Recognizing the gaps and challenges in electronic communication and interoperability that make quality measurement difficult in depression care, NCQA's goal was to evaluate innovative uses of electronic clinical data systems (ECDS) in contributing data to report on the new depression measures. Allowable ECDS may also support other care-related activities, such as evidence-based decision support, and must be accessible by the healthcare team at the point of care. Examples of ECDS include electronic care management systems and clinical registries. NCQA has continued to refine and establish requirements for ECDS and will host a virtual event in February 2017 to share the results of the Learning Collaborative. 

One participant in the Learning Collaborative, Kaiser Permanente of Northern California, has successfully implemented measurement-based care, which Kaiser calls “feedback-informed care,” in a number of its programs. “We first started using feedback-informed care in our specialty mental health clinics for adult psychiatry,” said John Peters, PhD, Associate Director of Outcomes and Technology for Regional Mental Health & Chemical Dependency at Kaiser Permanente, Northern California. “We have continued to develop innovative ways to regularly monitor progress and use that information in real-time with patients and started to pilot them in other programs.”

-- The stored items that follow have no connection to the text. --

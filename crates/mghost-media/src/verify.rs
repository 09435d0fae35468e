//! Output integrity checks.
//!
//! A writer whose codec failed to initialise can still leave a file behind,
//! typically a bare container header. These checks make sure such artifacts
//! are reported and removed rather than returned as success.

use sha2::{Digest, Sha256};
use std::path::Path;
use tokio::fs::File;
use tokio::io::AsyncReadExt;
use tracing::{debug, warn};

use mghost_models::VideoInfo;

use crate::error::{MediaError, MediaResult};
use crate::retry::{retry_async, RetryConfig, RetryResult};
use crate::video::VideoBackend;

/// Check that `path` exists and is larger than `min_bytes`. Returns its size.
pub async fn verify_output(path: &Path, min_bytes: u64) -> MediaResult<u64> {
    let size = match tokio::fs::metadata(path).await {
        Ok(meta) => meta.len(),
        Err(e) if e.kind() == std::io::ErrorKind::NotFound => 0,
        Err(e) => return Err(e.into()),
    };

    if size == 0 {
        return Err(MediaError::EmptyOutput(path.to_path_buf()));
    }
    if size <= min_bytes {
        return Err(MediaError::TruncatedOutput {
            path: path.to_path_buf(),
            size,
            min_bytes,
        });
    }

    debug!(path = %path.display(), size, "Output passed size check");
    Ok(size)
}

/// Fail if `output` is byte-identical to `source`.
pub async fn ensure_modified(source: &Path, output: &Path) -> MediaResult<()> {
    let source_len = tokio::fs::metadata(source).await?.len();
    let output_len = tokio::fs::metadata(output).await?.len();
    if source_len != output_len {
        return Ok(());
    }

    if sha256_file(source).await? == sha256_file(output).await? {
        return Err(MediaError::UnmodifiedOutput(output.to_path_buf()));
    }
    Ok(())
}

/// SHA-256 digest of a file's contents.
pub async fn sha256_file(path: &Path) -> MediaResult<[u8; 32]> {
    let mut file = File::open(path).await?;
    let mut hasher = Sha256::new();
    let mut buf = vec![0u8; 64 * 1024];
    loop {
        let n = file.read(&mut buf).await?;
        if n == 0 {
            break;
        }
        hasher.update(&buf[..n]);
    }
    Ok(hasher.finalize().into())
}

/// Remove a corrupt artifact. Failures are logged, not returned.
pub async fn discard_corrupt(path: &Path) {
    match tokio::fs::remove_file(path).await {
        Ok(()) => warn!(path = %path.display(), "Removed corrupt output"),
        Err(e) if e.kind() == std::io::ErrorKind::NotFound => {}
        Err(e) => warn!(path = %path.display(), error = %e, "Failed to remove corrupt output"),
    }
}

/// Read final output metadata, retrying transient failures. After the
/// retries are exhausted returns size-only metadata with a note.
pub async fn probe_metadata(
    backend: &dyn VideoBackend,
    path: &Path,
    retry: &RetryConfig,
) -> VideoInfo {
    let size = tokio::fs::metadata(path).await.map(|m| m.len()).unwrap_or(0);

    let result = retry_async(
        retry,
        |e: &MediaError| !matches!(e, MediaError::FileNotFound(_)),
        || async move { backend.open_reader(path).await.map(|r| *r.metadata()) },
    )
    .await;

    match result {
        RetryResult::Success(meta) => {
            VideoInfo::complete(meta.width, meta.height, meta.fps, meta.frame_count, size)
        }
        RetryResult::Failed { error, attempts } => {
            warn!(
                path = %path.display(),
                attempts,
                error = %error,
                "Could not read output metadata, returning partial info"
            );
            VideoInfo::partial(
                size,
                format!("metadata unavailable after {} attempt(s): {}", attempts, error),
            )
        }
    }
}

#[cfg(test)]
mod tests {
    use super::*;
    use crate::frame::Frame;
    use crate::video::{RawBackend, VideoSink, WriterTarget};
    use std::time::Duration;
    use tempfile::TempDir;

    #[tokio::test]
    async fn test_verify_output_thresholds() {
        let dir = TempDir::new().unwrap();

        let missing = dir.path().join("missing.mp4");
        assert!(matches!(
            verify_output(&missing, 256).await,
            Err(MediaError::EmptyOutput(_))
        ));

        let empty = dir.path().join("empty.mp4");
        std::fs::write(&empty, b"").unwrap();
        assert!(matches!(
            verify_output(&empty, 256).await,
            Err(MediaError::EmptyOutput(_))
        ));

        let header_only = dir.path().join("header.mp4");
        std::fs::write(&header_only, vec![0u8; 256]).unwrap();
        assert!(matches!(
            verify_output(&header_only, 256).await,
            Err(MediaError::TruncatedOutput { size: 256, .. })
        ));

        let ok = dir.path().join("ok.mp4");
        std::fs::write(&ok, vec![0u8; 257]).unwrap();
        assert_eq!(verify_output(&ok, 256).await.unwrap(), 257);
    }

    #[tokio::test]
    async fn test_ensure_modified() {
        let dir = TempDir::new().unwrap();
        let source = dir.path().join("source.bin");
        let copy = dir.path().join("copy.bin");
        let changed = dir.path().join("changed.bin");
        std::fs::write(&source, vec![1u8; 1000]).unwrap();
        std::fs::write(&copy, vec![1u8; 1000]).unwrap();
        let mut bytes = vec![1u8; 1000];
        bytes[500] = 2;
        std::fs::write(&changed, bytes).unwrap();

        assert!(matches!(
            ensure_modified(&source, &copy).await,
            Err(MediaError::UnmodifiedOutput(_))
        ));
        assert!(ensure_modified(&source, &changed).await.is_ok());
    }

    #[tokio::test]
    async fn test_discard_corrupt() {
        let dir = TempDir::new().unwrap();
        let path = dir.path().join("bad.mp4");
        std::fs::write(&path, b"x").unwrap();
        discard_corrupt(&path).await;
        assert!(!path.exists());
        discard_corrupt(&path).await;
    }

    #[tokio::test]
    async fn test_probe_metadata_complete() {
        let dir = TempDir::new().unwrap();
        let path = dir.path().join("out.mgr");
        let target = WriterTarget {
            width: 4,
            height: 4,
            fps: 10.0,
        };
        let backend = RawBackend::new();
        let mut sink = backend.open_writer(&path, &target, "mp4v").await.unwrap();
        for _ in 0..5 {
            sink.write_frame(&Frame::filled(4, 4, 50.0)).await.unwrap();
        }
        sink.close().await.unwrap();

        let retry = RetryConfig::new("test").with_fixed_delay(Duration::from_millis(1));
        let info = probe_metadata(&backend, &path, &retry).await;
        assert!(!info.is_partial());
        assert_eq!(info.frame_count, Some(5));
        assert_eq!(info.width, Some(4));
    }

    #[tokio::test]
    async fn test_probe_metadata_partial_after_retries() {
        let dir = TempDir::new().unwrap();
        let path = dir.path().join("garbage.mgr");
        std::fs::write(&path, vec![9u8; 400]).unwrap();

        let retry = RetryConfig::new("test")
            .with_max_attempts(3)
            .with_fixed_delay(Duration::from_millis(1));
        let info = probe_metadata(&RawBackend::new(), &path, &retry).await;
        assert!(info.is_partial());
        assert_eq!(info.size_bytes, 400);
        assert!(info.note.unwrap().contains("3 attempt"));
    }
}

Peters notes that even with processes in place, putting a measurement-based care approach into clinical practice is not always straightforward. It takes a committed and collaborative team to establish and maintain reliable screening protocols and make it successful. “It’s vital that senior leadership completely supports the [measurement-based care] effort,” says Peters. “It’s also important that the measures you choose are as effective as possible for front line clinicians and the patients. You need to ensure that the measures are feasible and can be used across diagnoses.”

 

7/25/17: This story has been updated to reflect the updated Depression Remission and Response measure. 
2/21/17: This story has been updated to reflect the adoption of the HEDIS depression measures.